[Opening Input section]

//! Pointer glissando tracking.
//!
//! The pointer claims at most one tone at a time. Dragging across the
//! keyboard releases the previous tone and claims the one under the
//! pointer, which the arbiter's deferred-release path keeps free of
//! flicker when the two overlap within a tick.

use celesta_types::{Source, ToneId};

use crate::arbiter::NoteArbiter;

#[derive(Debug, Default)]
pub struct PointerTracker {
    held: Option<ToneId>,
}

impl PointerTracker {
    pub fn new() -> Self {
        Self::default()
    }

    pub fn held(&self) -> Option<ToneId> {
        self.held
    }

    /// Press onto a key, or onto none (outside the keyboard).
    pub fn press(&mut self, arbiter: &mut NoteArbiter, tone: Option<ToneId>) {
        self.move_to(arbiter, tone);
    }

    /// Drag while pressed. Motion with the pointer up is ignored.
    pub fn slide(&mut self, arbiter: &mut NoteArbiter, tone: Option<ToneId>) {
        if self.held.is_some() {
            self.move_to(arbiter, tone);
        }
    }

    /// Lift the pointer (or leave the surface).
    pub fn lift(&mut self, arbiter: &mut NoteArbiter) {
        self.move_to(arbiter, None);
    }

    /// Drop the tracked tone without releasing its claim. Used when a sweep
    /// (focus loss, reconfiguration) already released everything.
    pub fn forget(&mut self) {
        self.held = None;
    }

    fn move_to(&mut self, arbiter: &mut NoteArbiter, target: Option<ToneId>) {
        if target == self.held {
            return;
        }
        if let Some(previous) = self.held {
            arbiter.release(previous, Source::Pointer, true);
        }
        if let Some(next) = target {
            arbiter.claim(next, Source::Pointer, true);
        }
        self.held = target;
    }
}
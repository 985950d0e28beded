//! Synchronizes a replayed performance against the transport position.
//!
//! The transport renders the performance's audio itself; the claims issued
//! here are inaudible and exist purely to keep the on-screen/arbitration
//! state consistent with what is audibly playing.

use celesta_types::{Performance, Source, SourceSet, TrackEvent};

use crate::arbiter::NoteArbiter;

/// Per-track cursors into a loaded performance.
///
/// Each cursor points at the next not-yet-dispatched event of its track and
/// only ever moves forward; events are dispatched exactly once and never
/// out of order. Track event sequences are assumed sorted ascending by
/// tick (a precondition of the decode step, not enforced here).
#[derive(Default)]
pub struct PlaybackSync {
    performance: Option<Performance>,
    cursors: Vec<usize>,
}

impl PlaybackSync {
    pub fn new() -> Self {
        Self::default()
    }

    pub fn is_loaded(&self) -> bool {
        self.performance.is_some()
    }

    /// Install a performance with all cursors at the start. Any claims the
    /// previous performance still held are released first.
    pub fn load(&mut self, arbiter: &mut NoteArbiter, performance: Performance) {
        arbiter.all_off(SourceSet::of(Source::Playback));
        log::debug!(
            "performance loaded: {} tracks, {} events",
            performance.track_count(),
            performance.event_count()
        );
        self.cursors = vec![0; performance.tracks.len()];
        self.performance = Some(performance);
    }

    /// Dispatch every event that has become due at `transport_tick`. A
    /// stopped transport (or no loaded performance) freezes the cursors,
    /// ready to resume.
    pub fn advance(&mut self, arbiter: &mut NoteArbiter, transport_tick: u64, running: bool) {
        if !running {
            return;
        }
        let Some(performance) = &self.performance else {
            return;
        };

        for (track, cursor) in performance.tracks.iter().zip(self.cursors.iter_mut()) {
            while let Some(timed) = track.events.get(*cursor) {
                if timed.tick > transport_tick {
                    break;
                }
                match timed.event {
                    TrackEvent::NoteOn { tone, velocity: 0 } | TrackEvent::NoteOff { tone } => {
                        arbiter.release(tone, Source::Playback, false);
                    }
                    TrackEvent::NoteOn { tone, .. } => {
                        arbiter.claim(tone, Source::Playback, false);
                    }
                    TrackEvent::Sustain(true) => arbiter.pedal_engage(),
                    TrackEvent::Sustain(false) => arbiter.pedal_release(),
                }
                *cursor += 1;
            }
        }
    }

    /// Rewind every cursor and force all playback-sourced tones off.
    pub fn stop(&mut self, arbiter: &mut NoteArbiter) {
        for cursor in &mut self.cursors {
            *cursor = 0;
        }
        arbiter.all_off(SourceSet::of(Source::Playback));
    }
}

[Closing Input section]

Your output should match the records above word for word.

__Problem solution__
//! Pointer glissando tracking.
//!
//! The pointer claims at most one tone at a time. Dragging across the
//! keyboard releases the previous tone and claims the one under the
//! pointer, which the arbiter's deferred-release path keeps free of
//! flicker when the two overlap within a tick.

use celesta_types::{Source, ToneId};

use crate::arbiter::NoteArbiter;

#[derive(Debug, Default)]
pub struct PointerTracker {
    held: Option<ToneId>,
}

impl PointerTracker {
    pub fn new() -> Self {
        Self::default()
    }

    pub fn held(&self) -> Option<ToneId> {
        self.held
    }

    /// Press onto a key, or onto none (outside the keyboard).
    pub fn press(&mut self, arbiter: &mut NoteArbiter, tone: Option<ToneId>) {
        self.move_to(arbiter, tone);
    }

    /// Drag while pressed. Motion with the pointer up is ignored.
    pub fn slide(&mut self, arbiter: &mut NoteArbiter, tone: Option<ToneId>) {
        if self.held.is_some() {
            self.move_to(arbiter, tone);
        }
    }

    /// Lift the pointer (or leave the surface).
    pub fn lift(&mut self, arbiter: &mut NoteArbiter) {
        self.move_to(arbiter, None);
    }

    /// Drop the tracked tone without releasing its claim. Used when a sweep
    /// (focus loss, reconfiguration) already released everything.
    pub fn forget(&mut self) {
        self.held = None;
    }

    fn move_to(&mut self, arbiter: &mut NoteArbiter, target: Option<ToneId>) {
        if target == self.held {
            return;
        }
        if let Some(previous) = self.held {
            arbiter.release(previous, Source::Pointer, true);
        }
        if let Some(next) = target {
            arbiter.claim(next, Source::Pointer, true);
        }
        self.held = target;
    }
}
repository 985950d0e28beded
//! Synchronizes a replayed performance against the transport position.
//!
//! The transport renders the performance's audio itself; the claims issued
//! here are inaudible and exist purely to keep the on-screen/arbitration
//! state consistent with what is audibly playing.

use celesta_types::{Performance, Source, SourceSet, TrackEvent};

use crate::arbiter::NoteArbiter;

/// Per-track cursors into a loaded performance.
///
/// Each cursor points at the next not-yet-dispatched event of its track and
/// only ever moves forward; events are dispatched exactly once and never
/// out of order. Track event sequences are assumed sorted ascending by
/// tick (a precondition of the decode step, not enforced here).
#[derive(Default)]
pub struct PlaybackSync {
    performance: Option<Performance>,
    cursors: Vec<usize>,
}

impl PlaybackSync {
    pub fn new() -> Self {
        Self::default()
    }

    pub fn is_loaded(&self) -> bool {
        self.performance.is_some()
    }

    /// Install a performance with all cursors at the start. Any claims the
    /// previous performance still held are released first.
    pub fn load(&mut self, arbiter: &mut NoteArbiter, performance: Performance) {
        arbiter.all_off(SourceSet::of(Source::Playback));
        log::debug!(
            "performance loaded: {} tracks, {} events",
            performance.track_count(),
            performance.event_count()
        );
        self.cursors = vec![0; performance.tracks.len()];
        self.performance = Some(performance);
    }

    /// Dispatch every event that has become due at `transport_tick`. A
    /// stopped transport (or no loaded performance) freezes the cursors,
    /// ready to resume.
    pub fn advance(&mut self, arbiter: &mut NoteArbiter, transport_tick: u64, running: bool) {
        if !running {
            return;
        }
        let Some(performance) = &self.performance else {
            return;
        };

        for (track, cursor) in performance.tracks.iter().zip(self.cursors.iter_mut()) {
            while let Some(timed) = track.events.get(*cursor) {
                if timed.tick > transport_tick {
                    break;
                }
                match timed.event {
                    TrackEvent::NoteOn { tone, velocity: 0 } | TrackEvent::NoteOff { tone } => {
                        arbiter.release(tone, Source::Playback, false);
                    }
                    TrackEvent::NoteOn { tone, .. } => {
                        arbiter.claim(tone, Source::Playback, false);
                    }
                    TrackEvent::Sustain(true) => arbiter.pedal_engage(),
                    TrackEvent::Sustain(false) => arbiter.pedal_release(),
                }
                *cursor += 1;
            }
        }
    }

    /// Rewind every cursor and force all playback-sourced tones off.
    pub fn stop(&mut self, arbiter: &mut NoteArbiter) {
        for cursor in &mut self.cursors {
            *cursor = 0;
        }
        arbiter.all_off(SourceSet::of(Source::Playback));
    }
}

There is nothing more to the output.